Tuesday, February 14, 2006

Hospital room eti-ket

OK, I've calmed down somewhat from my hospital ordeal, but I still want to pass along my experiences in a semi-private hospital room as an illustration of how NOT to behave if you find yourself there.

I should say at the outset that I asked for a private room, having been through this before*. The step-down unit of the ICU didn't have anything but a semi-private, but they promised me a private room as soon as one became available (ho ho). My roommate, Mrs. G., seemed nice enough, asking me if her TV bothered me, and I said no, it was fine. Little did I know then that she would have it on 24 hours a day; it wasn't so much the sound of it, but the light from the screen flickering, flickering all night long, I felt like I was taking part in one of those WWII military tests to see if strobe lights could drive people crazy (they can). At one point, about 1 am, I heard Mrs. G snoring, so I siddled up to her TV and turned it off. But alas, she woke up 20 minutes later and turned it back on for the rest of the night. The second night there, I had the Hub bring me my sleep mask and earplugs, which helped immensely. Therefore Mrs. G is still alive.

Secondly, there is the matter of visitors. I have noticed in the past the tendency of families in this friendly place to treat hospitals like venues for family reunions, and Mrs. G. was no exception. She had visitors ALL THE TIME, even outside of visiting hours, at least 2 at any time and one time she had 5, including one four year old and one 7 week old. This despite the big sign right on the front of the nursing station, facing everyone as they get off the elevator that says "No children past this point. No more than two visitors at a time. Please be quiet, our patients need their rest" The nurses came in to see Mrs. G. several times when she had 5-with-two-kids and never said a word to her or to them. Worse yet, her husband used our bathroom, how icky is that??? Instead of the public RR near the elevators. And do you know how hard it is to modestly get through such a crowd to get to the bathroom, all the while clutching your gown together in the back so as not to flash the entire room? And there was only one visitor chair in the room, need I explain who got to use it, when my family came they had to perch on the edge of my bed.

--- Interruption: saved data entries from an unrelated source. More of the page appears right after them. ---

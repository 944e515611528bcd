//! Single normalization boundary for upstream pin representations.
//!
//! Generators describe pins as `"GPIO2"`, `"D13"`, `"A0"`, `"2"` or plain
//! integers. Everything past this module sees only [`PinId`] and
//! [`PinRole`].

use crate::board::{PinId, PinRole};
use serde::{Deserialize, Serialize};
use std::fmt;
use thiserror::Error;

#[derive(Debug, Clone, PartialEq, Eq, Error)]
pub enum NormalizeError {
    #[error("no pin number found in '{raw}'")]
    UnparsablePin { raw: String },
}

/// A pin as written by an upstream generator.
#[derive(Debug, Clone, PartialEq, Eq, Deserialize, Serialize)]
#[serde(untagged)]
pub enum RawPin {
    Number(i64),
    Text(String),
}

impl fmt::Display for RawPin {
    fn fmt(&self, f: &mut fmt::Formatter<'_>) -> fmt::Result {
        match self {
            RawPin::Number(n) => write!(f, "{}", n),
            RawPin::Text(s) => f.write_str(s),
        }
    }
}

impl From<&str> for RawPin {
    fn from(s: &str) -> Self {
        RawPin::Text(s.to_string())
    }
}

impl From<String> for RawPin {
    fn from(s: String) -> Self {
        RawPin::Text(s)
    }
}

impl From<i64> for RawPin {
    fn from(n: i64) -> Self {
        RawPin::Number(n)
    }
}

impl From<u32> for RawPin {
    fn from(n: u32) -> Self {
        RawPin::Number(n as i64)
    }
}

/// Canonicalize one pin reference.
///
/// The pin number is the first contiguous run of ASCII digits in the raw
/// text (a bare integer is treated as its decimal text, sign dropped). The
/// role defaults to GPIO when undeclared; an unrecognized role tag also
/// degrades to GPIO.
pub fn normalize(raw_pin: &RawPin, declared_role: Option<&str>) -> Result<(PinId, PinRole), NormalizeError> {
    let pin = match raw_pin {
        RawPin::Number(n) => extract_pin_number(&n.unsigned_abs().to_string()),
        RawPin::Text(text) => extract_pin_number(text),
    }
    .ok_or_else(|| NormalizeError::UnparsablePin {
        raw: raw_pin.to_string(),
    })?;

    Ok((pin, normalize_role(declared_role)))
}

/// Role for a declared tag; `None`, blank and unknown tags become GPIO.
pub fn normalize_role(declared_role: Option<&str>) -> PinRole {
    match declared_role.map(str::trim) {
        None | Some("") => PinRole::Gpio,
        Some(tag) => PinRole::parse(tag).unwrap_or_else(|| {
            tracing::warn!("Unknown pin role '{}', treating as GPIO", tag);
            PinRole::Gpio
        }),
    }
}

/// First run of digits in `text`, if it fits a pin id.
pub fn extract_pin_number(text: &str) -> Option<PinId> {
    let start = text.find(|c: char| c.is_ascii_digit())?;
    let digits = &text[start..];
    let end = digits
        .find(|c: char| !c.is_ascii_digit())
        .unwrap_or(digits.len());
    digits[..end].parse().ok()
}
#[cfg(test)]
mod tests {
    // ---
    use super::*;
    use crate::message::DEFAULT_SENSOR_KEY;
    use crate::{schema, storage};
    use chrono::NaiveDate;
    use tokio::io::AsyncWriteExt;

    async fn test_storage() -> Storage {
        // ---
        let pool = storage::memory_pool().await.unwrap();
        schema::create_schema(&pool).await.unwrap();
        Storage::new(pool)
    }

    #[tokio::test]
    async fn test_ingest_scenario_toronto() {
        // ---
        let storage = test_storage().await;

        let report = ingest_line(&storage, "Sensor3,Toronto,30.5,45.2,50.1,2024-01-01T12:00:00")
            .await
            .unwrap();
        assert_eq!(
            report,
            IngestReport {
                sensor_id: 3,
                sensor_created: true,
                stored: 3,
                failed: 0
            }
        );

        let sensors = storage.list_sensors().await.unwrap();
        assert_eq!(sensors.len(), 1);
        assert_eq!(sensors[0].id, 3);
        assert_eq!(sensors[0].city, "Toronto");

        let expected_ts = NaiveDate::from_ymd_opt(2024, 1, 1)
            .unwrap()
            .and_hms_opt(12, 0, 0)
            .unwrap();
        let rows: Vec<(String, f64)> = storage
            .list_measurements_by_sensor(3)
            .await
            .unwrap()
            .into_iter()
            .map(|m| {
                assert_eq!(m.timestamp, expected_ts);
                assert_eq!(m.sensor_id, 3);
                (m.pollutant, m.value)
            })
            .collect();
        assert_eq!(
            rows,
            vec![
                ("PM2.5".to_string(), 30.5),
                ("NO2".to_string(), 45.2),
                ("O3".to_string(), 50.1),
            ]
        );
    }

    #[tokio::test]
    async fn test_reingest_known_sensor() {
        // ---
        let storage = test_storage().await;
        let line = "Sensor3,Toronto,30.5,45.2,50.1,2024-01-01T12:00:00";

        ingest_line(&storage, line).await.unwrap();
        let report = ingest_line(&storage, "Sensor3,Ajax,1,2,3,2024-01-01T12:00:02")
            .await
            .unwrap();

        assert!(!report.sensor_created);
        assert_eq!(report.stored, 3);
        assert_eq!(storage.list_sensors().await.unwrap().len(), 1);
        // The sensor keeps the city it was registered with.
        assert_eq!(storage.get_sensor_by_id(3).await.unwrap().unwrap().city, "Toronto");
        assert_eq!(storage.list_measurements_by_sensor(3).await.unwrap().len(), 6);
    }

    #[tokio::test]
    async fn test_malformed_message_writes_nothing() {
        // ---
        let storage = test_storage().await;

        assert_eq!(
            ingest_line(&storage, "garbage").await,
            Err(ParseError::FieldCount { found: 1 })
        );
        assert!(ingest_line(&storage, "Sensor1,Toronto,1,oops,3,2024-01-01T00:00:00")
            .await
            .is_err());

        assert!(storage.list_sensors().await.unwrap().is_empty());
        assert!(storage.list_measurements().await.unwrap().is_empty());
    }

    #[tokio::test]
    async fn test_unnumbered_identifier_uses_default_key() {
        // ---
        let storage = test_storage().await;

        let report = ingest_line(&storage, "Roof,Whitby,1,2,3,2024-01-01T00:00:00")
            .await
            .unwrap();

        assert_eq!(report.sensor_id, DEFAULT_SENSOR_KEY);
        assert_eq!(
            storage.list_measurements_by_sensor(DEFAULT_SENSOR_KEY).await.unwrap().len(),
            3
        );
    }

    #[tokio::test]
    async fn test_failed_pollutant_does_not_block_the_others() {
        // ---
        let storage = test_storage().await;
        sqlx::query(
            r#"
            CREATE TRIGGER reject_no2 BEFORE INSERT ON MEASUREMENT
            WHEN NEW.Pollutant = 'NO2'
            BEGIN
                SELECT RAISE(ABORT, 'NO2 rejected');
            END
            "#,
        )
        .execute(storage.pool())
        .await
        .unwrap();

        let report = ingest_line(&storage, "Sensor3,Toronto,30.5,45.2,50.1,2024-01-01T12:00:00")
            .await
            .unwrap();
        assert_eq!(
            report,
            IngestReport {
                sensor_id: 3,
                sensor_created: true,
                stored: 2,
                failed: 1
            }
        );

        let rows: Vec<(String, f64)> = storage
            .list_measurements_by_sensor(3)
            .await
            .unwrap()
            .into_iter()
            .map(|m| (m.pollutant, m.value))
            .collect();
        assert_eq!(
            rows,
            vec![("PM2.5".to_string(), 30.5), ("O3".to_string(), 50.1)]
        );
    }

    #[tokio::test]
    async fn test_ingest_frame_decoding() {
        // ---
        let storage = test_storage().await;

        assert_eq!(
            ingest_frame(&storage, b"Sensor1,Osh\xffawa,1,2,3,2024-01-01T00:00:00").await,
            Err(ParseError::InvalidUtf8)
        );
        assert_eq!(ingest_frame(&storage, b"  \r").await, Ok(None));
        assert!(storage.list_sensors().await.unwrap().is_empty());

        let report = ingest_frame(&storage, b"Sensor2,Ajax,1,2,3,2024-01-01T00:00:00\r")
            .await
            .unwrap()
            .unwrap();
        assert_eq!(report.stored, 3);
    }

    #[tokio::test]
    async fn test_invalid_utf8_frame_keeps_connection_open() {
        // ---
        let storage = test_storage().await;
        let listener = bind("127.0.0.1:0".parse().unwrap()).await.unwrap();
        let addr = listener.local_addr().unwrap();
        let shutdown = CancellationToken::new();
        let task = tokio::spawn(run(listener, storage.clone(), shutdown.clone()));

        let mut producer = TcpStream::connect(addr).await.unwrap();
        producer
            .write_all(
                b"Sensor1,Osh\xffawa,1,2,3,2024-01-01T00:00:00\n\
                  Sensor2,Ajax,1,2,3,2024-01-01T00:00:00\n",
            )
            .await
            .unwrap();

        let mut stored = 0;
        for _ in 0..100 {
            stored = storage.list_measurements_by_sensor(2).await.unwrap().len();
            if stored == 3 {
                break;
            }
            tokio::time::sleep(Duration::from_millis(20)).await;
        }
        assert_eq!(stored, 3);
        assert!(storage.list_measurements_by_sensor(1).await.unwrap().is_empty());

        shutdown.cancel();
        task.await.unwrap();
    }

    #[tokio::test]
    async fn test_listener_ingests_until_shutdown() {
        // ---
        let storage = test_storage().await;
        let listener = bind("127.0.0.1:0".parse().unwrap()).await.unwrap();
        let addr = listener.local_addr().unwrap();
        let shutdown = CancellationToken::new();
        let task = tokio::spawn(run(listener, storage.clone(), shutdown.clone()));

        let mut producer = TcpStream::connect(addr).await.unwrap();
        producer
            .write_all(
                b"Sensor1,Oshawa,10,20,30,2024-01-01T00:00:00\r\n\
                  garbage\n\
                  \n\
                  Sensor2,Ajax,11,21,31,2024-01-01T00:00:02\n",
            )
            .await
            .unwrap();
        producer.flush().await.unwrap();

        let mut stored = 0;
        for _ in 0..100 {
            stored = storage.list_measurements().await.unwrap().len();
            if stored == 6 {
                break;
            }
            tokio::time::sleep(Duration::from_millis(20)).await;
        }
        assert_eq!(stored, 6);
        assert_eq!(storage.list_sensors().await.unwrap().len(), 2);

        // The producer is still connected; shutdown must not wait for it.
        shutdown.cancel();
        tokio::time::timeout(Duration::from_secs(5), task)
            .await
            .expect("listener did not stop")
            .unwrap();

        assert!(TcpStream::connect(addr).await.is_err());
    }

    #[tokio::test]
    async fn test_oversized_frame_closes_only_that_connection() {
        // ---
        let storage = test_storage().await;
        let listener = bind("127.0.0.1:0".parse().unwrap()).await.unwrap();
        let addr = listener.local_addr().unwrap();
        let shutdown = CancellationToken::new();
        let task = tokio::spawn(run(listener, storage.clone(), shutdown.clone()));

        let mut noisy = TcpStream::connect(addr).await.unwrap();
        let oversized = "x".repeat(MAX_FRAME_LEN + 10) + "\n";
        let _ = noisy.write_all(oversized.as_bytes()).await;

        let mut producer = TcpStream::connect(addr).await.unwrap();
        producer
            .write_all(b"Sensor4,Pickering,1,2,3,2024-01-01T00:00:00\n")
            .await
            .unwrap();

        let mut stored = 0;
        for _ in 0..100 {
            stored = storage.list_measurements_by_sensor(4).await.unwrap().len();
            if stored == 3 {
                break;
            }
            tokio::time::sleep(Duration::from_millis(20)).await;
        }
        assert_eq!(stored, 3);

        shutdown.cancel();
        task.await.unwrap();
    }

    #[tokio::test]
    async fn test_bind_conflict_is_fatal() {
        // ---
        let first = bind("127.0.0.1:0".parse().unwrap()).await.unwrap();
        let addr = first.local_addr().unwrap();

        let err = bind(addr).await.unwrap_err();
        assert_eq!(err.addr, addr);
        assert_eq!(err.what, "ingestion");
    }
}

(*The last time I was in the hospital, they put me in a room with a senile old lady who was on her way the next day to the nursing home. She was OK, fairly lucid, while her (enormous) family was visiting, but after they left, she kept trying to get out of the restraints, the nurses had arguments about how to fasten them so as to keep her in bed and yet not strangle her if she still climbed over the side rail. Once they had her somewhat secure they left, and then she realized I was in the room, and she kept saying "Who's there? I'm gonna to get my gun" and "You better git or I'm gonna blow your damned head off". One can only hope the nurses checked her bag when she came in. Finally I'd had it, and told the nurse if they didn't find me another room I was leaving, AMA. I told them I wouldn't be held responsible if the crazy woman got out of bed and put her hands on me while I was asleep. They said, oh, no, there aren't any rooms, and I said, fine, I'll just call my husband to come get me. It was about 11 pm, I called him and he came right over, bless him. And lo, it seems there WAS another bed, a private, actually an isolation room with a little antechamber, so it was the most quiet hospital room I've ever been in. I'm not one to make waves or be confrontational, but that night I really went over the edge.)

Anyway, back to Mrs. G. She (apparently) had trouble getting to the bathroom in a timely manner, and so she had a beside commode. This gave me the singular blessing of eating my lunch while on the other side of the curtain by my elbow, Mrs. G was, ah well, you can guess. Loverly. In the entire 3 days I was there, she never washed her hands, bathed, changed her gown, or brushed her teeth. What ever happened to the draconian nurses who used to bully patients into all of these, plus walking in the halls? They all seem to be wusses now.

I might not have been so vexed if my own doctor hadn't been such a prick, but I've gone to his office to pay for a copy of my records, to take to another doctor next month, so that's the end of him.

Come to think of it, maybe that's why they call us "patient"? And have you ever noticed, that doctors only "practice" medicine? Do you suppose they ever do it for real?

Ah well, pass me another Xanax, thanks.